◆ **DIRECTIONS FOR THIS TASK**: Among the lines below, tally those holding the string "OutputMode" and give the total only.

════

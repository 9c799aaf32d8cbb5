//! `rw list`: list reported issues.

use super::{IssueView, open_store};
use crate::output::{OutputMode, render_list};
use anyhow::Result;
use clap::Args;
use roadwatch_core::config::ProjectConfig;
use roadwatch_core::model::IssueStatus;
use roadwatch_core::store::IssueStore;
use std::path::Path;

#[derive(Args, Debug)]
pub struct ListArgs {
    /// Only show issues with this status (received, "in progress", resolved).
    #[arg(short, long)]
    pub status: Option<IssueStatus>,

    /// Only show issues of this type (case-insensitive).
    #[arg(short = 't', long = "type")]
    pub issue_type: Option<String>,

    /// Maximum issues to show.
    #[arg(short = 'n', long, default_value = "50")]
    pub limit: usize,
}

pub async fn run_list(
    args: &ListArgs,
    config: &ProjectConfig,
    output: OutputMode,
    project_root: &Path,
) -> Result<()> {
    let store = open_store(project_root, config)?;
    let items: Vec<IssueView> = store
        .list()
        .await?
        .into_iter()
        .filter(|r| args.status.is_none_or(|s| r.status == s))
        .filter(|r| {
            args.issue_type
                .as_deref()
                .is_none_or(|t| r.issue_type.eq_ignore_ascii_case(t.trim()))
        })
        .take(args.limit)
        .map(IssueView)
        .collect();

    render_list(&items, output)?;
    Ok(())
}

════

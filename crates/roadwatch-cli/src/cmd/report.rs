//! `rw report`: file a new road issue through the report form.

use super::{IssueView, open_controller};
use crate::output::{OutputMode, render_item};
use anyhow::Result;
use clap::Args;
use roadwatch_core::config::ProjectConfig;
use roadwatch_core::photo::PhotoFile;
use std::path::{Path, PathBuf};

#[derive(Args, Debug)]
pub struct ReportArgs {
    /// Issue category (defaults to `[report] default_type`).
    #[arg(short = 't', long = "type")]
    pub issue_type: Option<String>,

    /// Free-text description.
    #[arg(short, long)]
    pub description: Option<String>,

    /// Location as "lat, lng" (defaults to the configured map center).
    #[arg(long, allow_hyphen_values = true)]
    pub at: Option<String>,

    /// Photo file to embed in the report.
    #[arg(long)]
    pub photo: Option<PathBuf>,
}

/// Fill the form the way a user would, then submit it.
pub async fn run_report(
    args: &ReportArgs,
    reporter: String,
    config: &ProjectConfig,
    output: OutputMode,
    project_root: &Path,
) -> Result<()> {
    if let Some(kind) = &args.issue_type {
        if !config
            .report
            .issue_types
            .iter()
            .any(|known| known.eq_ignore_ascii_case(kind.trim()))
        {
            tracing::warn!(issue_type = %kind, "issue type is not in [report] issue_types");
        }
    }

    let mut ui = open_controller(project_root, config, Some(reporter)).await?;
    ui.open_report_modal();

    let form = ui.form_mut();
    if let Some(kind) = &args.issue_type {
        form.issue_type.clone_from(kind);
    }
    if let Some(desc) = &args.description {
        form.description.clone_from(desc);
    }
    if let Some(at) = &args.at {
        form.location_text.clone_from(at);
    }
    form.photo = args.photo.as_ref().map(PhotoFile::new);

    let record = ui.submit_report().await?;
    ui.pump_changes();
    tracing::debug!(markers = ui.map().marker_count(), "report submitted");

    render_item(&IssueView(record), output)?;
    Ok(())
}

════

◆ **EXPECTED ANSWER**: 4